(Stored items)
--*--

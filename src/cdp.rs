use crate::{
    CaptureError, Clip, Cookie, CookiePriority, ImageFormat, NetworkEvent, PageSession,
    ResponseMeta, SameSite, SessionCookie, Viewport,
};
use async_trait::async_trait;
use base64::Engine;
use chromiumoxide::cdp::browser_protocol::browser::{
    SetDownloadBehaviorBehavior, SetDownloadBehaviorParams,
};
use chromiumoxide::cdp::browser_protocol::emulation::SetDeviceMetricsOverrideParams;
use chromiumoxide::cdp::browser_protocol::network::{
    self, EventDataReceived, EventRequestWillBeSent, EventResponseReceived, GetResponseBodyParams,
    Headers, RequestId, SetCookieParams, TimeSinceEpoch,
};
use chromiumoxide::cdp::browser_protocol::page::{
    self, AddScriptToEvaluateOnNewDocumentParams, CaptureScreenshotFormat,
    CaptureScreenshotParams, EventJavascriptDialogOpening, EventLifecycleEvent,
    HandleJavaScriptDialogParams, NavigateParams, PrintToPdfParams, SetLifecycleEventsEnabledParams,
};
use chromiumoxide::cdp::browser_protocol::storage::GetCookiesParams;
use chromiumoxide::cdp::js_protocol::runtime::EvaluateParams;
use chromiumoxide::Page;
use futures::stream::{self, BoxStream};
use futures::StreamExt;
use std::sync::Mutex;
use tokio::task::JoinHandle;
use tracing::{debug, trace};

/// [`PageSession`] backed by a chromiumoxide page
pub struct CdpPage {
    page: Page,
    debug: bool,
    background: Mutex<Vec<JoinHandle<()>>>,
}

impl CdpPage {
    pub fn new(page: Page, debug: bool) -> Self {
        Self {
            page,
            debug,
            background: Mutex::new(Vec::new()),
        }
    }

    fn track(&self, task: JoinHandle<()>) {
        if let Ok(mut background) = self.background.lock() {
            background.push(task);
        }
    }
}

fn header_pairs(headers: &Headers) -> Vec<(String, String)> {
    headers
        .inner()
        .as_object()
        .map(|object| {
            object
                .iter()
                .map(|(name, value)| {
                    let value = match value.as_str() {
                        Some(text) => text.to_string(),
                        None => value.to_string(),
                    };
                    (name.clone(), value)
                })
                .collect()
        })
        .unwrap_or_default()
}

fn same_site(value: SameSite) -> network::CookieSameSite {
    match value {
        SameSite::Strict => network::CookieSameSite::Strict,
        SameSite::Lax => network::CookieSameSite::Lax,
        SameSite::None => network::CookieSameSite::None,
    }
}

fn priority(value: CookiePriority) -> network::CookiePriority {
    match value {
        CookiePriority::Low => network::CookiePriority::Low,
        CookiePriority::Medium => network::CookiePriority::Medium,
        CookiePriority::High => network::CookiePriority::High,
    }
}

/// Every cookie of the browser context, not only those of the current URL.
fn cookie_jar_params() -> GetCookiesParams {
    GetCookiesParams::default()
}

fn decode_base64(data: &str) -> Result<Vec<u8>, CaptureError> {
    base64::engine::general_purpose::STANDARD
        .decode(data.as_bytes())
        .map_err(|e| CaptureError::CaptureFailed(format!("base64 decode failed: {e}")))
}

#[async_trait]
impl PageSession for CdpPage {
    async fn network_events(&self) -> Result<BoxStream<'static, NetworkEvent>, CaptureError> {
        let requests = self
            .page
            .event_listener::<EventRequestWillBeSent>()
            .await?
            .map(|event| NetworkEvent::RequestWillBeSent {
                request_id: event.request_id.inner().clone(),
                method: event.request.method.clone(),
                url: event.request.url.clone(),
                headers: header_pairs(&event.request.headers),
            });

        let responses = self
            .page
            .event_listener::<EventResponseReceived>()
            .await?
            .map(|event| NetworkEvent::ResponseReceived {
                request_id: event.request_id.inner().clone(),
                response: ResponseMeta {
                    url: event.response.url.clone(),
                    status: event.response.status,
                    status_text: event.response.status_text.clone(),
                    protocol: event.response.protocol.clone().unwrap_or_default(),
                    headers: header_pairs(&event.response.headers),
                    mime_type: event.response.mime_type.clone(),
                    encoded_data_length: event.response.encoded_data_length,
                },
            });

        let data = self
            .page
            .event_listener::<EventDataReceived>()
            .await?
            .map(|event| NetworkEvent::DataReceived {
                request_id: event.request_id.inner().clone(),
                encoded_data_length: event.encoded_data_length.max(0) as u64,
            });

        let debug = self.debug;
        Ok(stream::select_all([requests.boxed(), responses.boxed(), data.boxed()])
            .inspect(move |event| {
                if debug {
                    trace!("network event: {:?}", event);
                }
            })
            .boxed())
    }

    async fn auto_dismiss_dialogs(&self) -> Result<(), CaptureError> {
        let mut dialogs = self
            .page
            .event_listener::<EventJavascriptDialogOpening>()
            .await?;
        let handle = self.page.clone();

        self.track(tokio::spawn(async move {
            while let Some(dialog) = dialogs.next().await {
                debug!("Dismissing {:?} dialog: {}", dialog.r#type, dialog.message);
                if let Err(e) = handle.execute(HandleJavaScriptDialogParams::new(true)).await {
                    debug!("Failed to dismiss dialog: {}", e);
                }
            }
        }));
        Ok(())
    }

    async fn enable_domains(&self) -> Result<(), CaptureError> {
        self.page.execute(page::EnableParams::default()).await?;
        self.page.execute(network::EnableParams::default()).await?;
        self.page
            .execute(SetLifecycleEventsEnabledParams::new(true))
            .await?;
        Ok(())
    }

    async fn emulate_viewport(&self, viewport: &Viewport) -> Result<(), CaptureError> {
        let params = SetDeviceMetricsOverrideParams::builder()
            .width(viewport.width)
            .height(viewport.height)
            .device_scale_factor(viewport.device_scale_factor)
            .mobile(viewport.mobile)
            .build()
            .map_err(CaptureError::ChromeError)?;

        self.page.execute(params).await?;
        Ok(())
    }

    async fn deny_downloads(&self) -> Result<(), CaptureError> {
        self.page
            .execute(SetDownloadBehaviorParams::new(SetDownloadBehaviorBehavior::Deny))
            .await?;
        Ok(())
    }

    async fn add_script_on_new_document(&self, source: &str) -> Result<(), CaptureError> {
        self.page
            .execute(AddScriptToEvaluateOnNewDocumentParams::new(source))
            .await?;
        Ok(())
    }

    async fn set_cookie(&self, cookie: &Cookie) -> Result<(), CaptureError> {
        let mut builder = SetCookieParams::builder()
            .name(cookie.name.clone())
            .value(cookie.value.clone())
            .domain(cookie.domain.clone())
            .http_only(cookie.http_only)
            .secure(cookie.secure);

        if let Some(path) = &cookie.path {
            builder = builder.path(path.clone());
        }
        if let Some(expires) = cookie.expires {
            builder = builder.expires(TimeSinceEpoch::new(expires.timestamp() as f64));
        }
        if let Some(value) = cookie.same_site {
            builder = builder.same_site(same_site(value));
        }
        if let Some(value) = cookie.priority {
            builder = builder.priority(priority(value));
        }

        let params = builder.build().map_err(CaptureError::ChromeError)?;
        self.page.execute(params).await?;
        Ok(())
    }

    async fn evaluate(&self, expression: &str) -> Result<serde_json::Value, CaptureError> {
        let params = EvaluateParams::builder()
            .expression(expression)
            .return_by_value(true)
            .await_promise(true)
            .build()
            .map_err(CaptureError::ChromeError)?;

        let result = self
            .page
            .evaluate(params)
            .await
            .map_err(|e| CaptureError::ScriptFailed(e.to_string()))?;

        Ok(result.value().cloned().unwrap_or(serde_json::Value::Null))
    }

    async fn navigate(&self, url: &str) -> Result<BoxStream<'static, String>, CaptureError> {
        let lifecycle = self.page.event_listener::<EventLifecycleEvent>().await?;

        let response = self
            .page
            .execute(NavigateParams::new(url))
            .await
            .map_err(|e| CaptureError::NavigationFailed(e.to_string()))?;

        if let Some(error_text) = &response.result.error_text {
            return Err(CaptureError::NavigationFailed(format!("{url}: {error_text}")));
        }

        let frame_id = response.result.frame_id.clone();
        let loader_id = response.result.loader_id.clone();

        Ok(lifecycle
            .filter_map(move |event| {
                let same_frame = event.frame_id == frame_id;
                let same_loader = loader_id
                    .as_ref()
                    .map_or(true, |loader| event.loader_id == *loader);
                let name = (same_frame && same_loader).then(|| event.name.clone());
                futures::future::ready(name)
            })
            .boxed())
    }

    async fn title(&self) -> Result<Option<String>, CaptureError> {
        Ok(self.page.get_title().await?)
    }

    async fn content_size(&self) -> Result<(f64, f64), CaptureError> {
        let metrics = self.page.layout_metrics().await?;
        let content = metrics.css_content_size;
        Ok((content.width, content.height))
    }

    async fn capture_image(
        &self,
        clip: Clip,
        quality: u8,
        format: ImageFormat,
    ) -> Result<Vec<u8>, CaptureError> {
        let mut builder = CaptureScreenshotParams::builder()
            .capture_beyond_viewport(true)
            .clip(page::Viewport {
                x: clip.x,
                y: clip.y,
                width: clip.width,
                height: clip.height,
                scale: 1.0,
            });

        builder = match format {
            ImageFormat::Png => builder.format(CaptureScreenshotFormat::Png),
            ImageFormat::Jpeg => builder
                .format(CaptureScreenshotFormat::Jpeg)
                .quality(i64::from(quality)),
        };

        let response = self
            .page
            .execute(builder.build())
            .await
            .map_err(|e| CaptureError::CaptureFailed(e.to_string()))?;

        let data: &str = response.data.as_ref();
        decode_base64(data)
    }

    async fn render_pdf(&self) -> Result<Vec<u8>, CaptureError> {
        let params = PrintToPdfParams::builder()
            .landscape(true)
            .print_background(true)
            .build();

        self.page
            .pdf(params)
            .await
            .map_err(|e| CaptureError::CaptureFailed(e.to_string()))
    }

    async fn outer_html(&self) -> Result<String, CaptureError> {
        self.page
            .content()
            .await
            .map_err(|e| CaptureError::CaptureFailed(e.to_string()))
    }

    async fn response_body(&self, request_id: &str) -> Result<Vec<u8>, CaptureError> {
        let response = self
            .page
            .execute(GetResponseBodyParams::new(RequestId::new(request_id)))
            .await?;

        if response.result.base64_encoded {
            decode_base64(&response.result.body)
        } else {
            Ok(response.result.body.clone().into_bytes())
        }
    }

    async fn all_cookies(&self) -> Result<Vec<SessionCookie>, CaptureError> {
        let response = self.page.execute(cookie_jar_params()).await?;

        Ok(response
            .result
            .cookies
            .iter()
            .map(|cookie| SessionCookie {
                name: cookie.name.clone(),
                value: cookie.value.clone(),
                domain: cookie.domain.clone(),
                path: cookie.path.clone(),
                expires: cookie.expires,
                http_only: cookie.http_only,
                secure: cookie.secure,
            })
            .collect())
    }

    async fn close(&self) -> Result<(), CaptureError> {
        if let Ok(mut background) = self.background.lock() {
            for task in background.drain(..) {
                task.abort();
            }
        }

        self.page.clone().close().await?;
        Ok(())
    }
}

--*--

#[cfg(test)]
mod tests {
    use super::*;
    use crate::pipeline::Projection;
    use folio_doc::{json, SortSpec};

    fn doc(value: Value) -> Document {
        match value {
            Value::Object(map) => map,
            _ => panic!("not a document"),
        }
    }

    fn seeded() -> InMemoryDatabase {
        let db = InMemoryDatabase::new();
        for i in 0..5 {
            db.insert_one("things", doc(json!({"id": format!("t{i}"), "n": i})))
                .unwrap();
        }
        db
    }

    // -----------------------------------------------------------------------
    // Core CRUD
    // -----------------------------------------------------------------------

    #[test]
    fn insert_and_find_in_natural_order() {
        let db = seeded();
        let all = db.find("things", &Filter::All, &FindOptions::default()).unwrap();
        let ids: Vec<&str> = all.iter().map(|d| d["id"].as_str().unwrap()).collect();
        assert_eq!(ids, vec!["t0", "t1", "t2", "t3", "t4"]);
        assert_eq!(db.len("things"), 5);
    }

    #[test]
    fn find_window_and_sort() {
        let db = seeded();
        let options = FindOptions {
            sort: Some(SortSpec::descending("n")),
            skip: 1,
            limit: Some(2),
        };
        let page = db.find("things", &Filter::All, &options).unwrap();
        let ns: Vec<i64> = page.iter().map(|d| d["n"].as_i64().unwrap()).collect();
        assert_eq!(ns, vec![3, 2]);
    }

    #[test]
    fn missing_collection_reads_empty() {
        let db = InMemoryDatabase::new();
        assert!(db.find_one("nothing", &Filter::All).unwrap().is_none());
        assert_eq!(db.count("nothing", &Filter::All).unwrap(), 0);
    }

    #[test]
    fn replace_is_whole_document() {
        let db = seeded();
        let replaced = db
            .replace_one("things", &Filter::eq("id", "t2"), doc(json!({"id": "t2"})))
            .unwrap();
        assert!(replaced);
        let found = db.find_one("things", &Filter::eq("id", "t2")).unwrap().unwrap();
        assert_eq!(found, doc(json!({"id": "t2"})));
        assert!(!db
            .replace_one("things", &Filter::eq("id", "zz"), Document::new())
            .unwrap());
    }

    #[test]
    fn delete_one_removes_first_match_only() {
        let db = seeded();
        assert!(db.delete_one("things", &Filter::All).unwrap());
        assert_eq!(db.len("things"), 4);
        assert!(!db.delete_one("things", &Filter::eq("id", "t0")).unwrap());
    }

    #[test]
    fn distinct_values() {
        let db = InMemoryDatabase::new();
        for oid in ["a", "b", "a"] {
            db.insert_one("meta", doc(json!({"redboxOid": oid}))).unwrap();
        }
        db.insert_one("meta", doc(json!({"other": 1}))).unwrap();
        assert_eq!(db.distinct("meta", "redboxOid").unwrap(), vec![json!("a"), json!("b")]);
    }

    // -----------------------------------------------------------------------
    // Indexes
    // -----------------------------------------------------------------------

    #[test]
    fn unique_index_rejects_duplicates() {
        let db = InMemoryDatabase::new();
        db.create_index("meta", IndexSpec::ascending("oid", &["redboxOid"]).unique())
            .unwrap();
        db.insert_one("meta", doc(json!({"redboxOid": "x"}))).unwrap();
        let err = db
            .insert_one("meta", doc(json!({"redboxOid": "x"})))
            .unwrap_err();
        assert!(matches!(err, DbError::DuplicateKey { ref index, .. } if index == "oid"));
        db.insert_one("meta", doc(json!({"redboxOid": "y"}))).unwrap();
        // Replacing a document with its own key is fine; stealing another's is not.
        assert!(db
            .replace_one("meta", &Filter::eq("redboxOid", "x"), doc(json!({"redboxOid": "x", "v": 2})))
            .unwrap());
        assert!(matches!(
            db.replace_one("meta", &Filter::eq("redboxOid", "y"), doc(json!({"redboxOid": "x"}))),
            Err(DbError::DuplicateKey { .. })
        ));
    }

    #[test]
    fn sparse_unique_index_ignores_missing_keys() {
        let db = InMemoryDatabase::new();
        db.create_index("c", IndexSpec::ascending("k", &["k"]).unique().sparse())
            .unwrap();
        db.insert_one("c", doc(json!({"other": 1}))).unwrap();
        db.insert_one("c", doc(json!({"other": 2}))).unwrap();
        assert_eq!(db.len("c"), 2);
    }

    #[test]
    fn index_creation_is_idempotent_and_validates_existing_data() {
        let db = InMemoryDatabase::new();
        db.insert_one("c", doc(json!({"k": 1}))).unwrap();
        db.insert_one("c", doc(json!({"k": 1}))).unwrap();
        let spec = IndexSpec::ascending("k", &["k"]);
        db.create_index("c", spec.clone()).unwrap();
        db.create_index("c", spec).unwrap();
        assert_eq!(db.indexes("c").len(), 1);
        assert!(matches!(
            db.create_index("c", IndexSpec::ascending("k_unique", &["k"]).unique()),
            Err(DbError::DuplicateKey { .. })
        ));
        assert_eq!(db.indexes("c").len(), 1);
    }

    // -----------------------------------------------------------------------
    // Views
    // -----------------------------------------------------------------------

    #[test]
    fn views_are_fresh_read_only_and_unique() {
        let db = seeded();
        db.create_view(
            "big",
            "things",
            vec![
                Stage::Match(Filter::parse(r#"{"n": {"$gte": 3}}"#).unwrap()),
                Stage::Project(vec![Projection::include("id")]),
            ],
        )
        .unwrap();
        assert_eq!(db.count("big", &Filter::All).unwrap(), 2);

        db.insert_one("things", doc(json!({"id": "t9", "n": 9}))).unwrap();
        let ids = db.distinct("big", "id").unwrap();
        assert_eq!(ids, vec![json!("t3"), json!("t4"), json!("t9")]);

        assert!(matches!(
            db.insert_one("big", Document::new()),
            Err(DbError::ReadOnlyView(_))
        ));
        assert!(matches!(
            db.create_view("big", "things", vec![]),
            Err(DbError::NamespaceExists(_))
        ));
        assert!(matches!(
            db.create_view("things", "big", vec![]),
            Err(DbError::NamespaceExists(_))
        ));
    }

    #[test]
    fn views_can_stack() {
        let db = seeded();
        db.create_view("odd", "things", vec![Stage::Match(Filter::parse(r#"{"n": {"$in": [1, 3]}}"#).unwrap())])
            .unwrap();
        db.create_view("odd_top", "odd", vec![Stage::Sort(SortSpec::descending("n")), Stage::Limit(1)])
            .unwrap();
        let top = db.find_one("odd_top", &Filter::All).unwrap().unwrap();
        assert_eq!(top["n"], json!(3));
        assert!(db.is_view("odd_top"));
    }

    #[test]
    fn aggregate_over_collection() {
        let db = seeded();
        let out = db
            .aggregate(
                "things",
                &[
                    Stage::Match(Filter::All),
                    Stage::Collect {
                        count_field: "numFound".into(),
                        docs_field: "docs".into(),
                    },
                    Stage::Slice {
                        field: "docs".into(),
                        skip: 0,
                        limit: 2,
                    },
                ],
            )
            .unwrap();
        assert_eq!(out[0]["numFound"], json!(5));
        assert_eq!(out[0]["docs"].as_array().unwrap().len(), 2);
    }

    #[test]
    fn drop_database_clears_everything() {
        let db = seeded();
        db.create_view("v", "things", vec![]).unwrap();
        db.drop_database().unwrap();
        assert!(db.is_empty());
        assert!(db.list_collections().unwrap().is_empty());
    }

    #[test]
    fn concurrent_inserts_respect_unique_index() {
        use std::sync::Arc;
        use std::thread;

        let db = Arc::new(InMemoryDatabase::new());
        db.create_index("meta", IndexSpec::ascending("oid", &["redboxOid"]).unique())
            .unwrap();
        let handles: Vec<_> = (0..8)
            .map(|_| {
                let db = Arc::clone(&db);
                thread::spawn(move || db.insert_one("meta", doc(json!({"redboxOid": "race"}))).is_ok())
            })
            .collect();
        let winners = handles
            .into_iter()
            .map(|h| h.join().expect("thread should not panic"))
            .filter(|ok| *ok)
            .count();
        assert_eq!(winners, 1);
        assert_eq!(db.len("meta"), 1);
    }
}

--*--

Wherever the word "Mutex" turns up in a line of the entries above, copy that line.

use std::sync::Mutex;
    background: Mutex<Vec<JoinHandle<()>>>,
            background: Mutex::new(Vec::new()),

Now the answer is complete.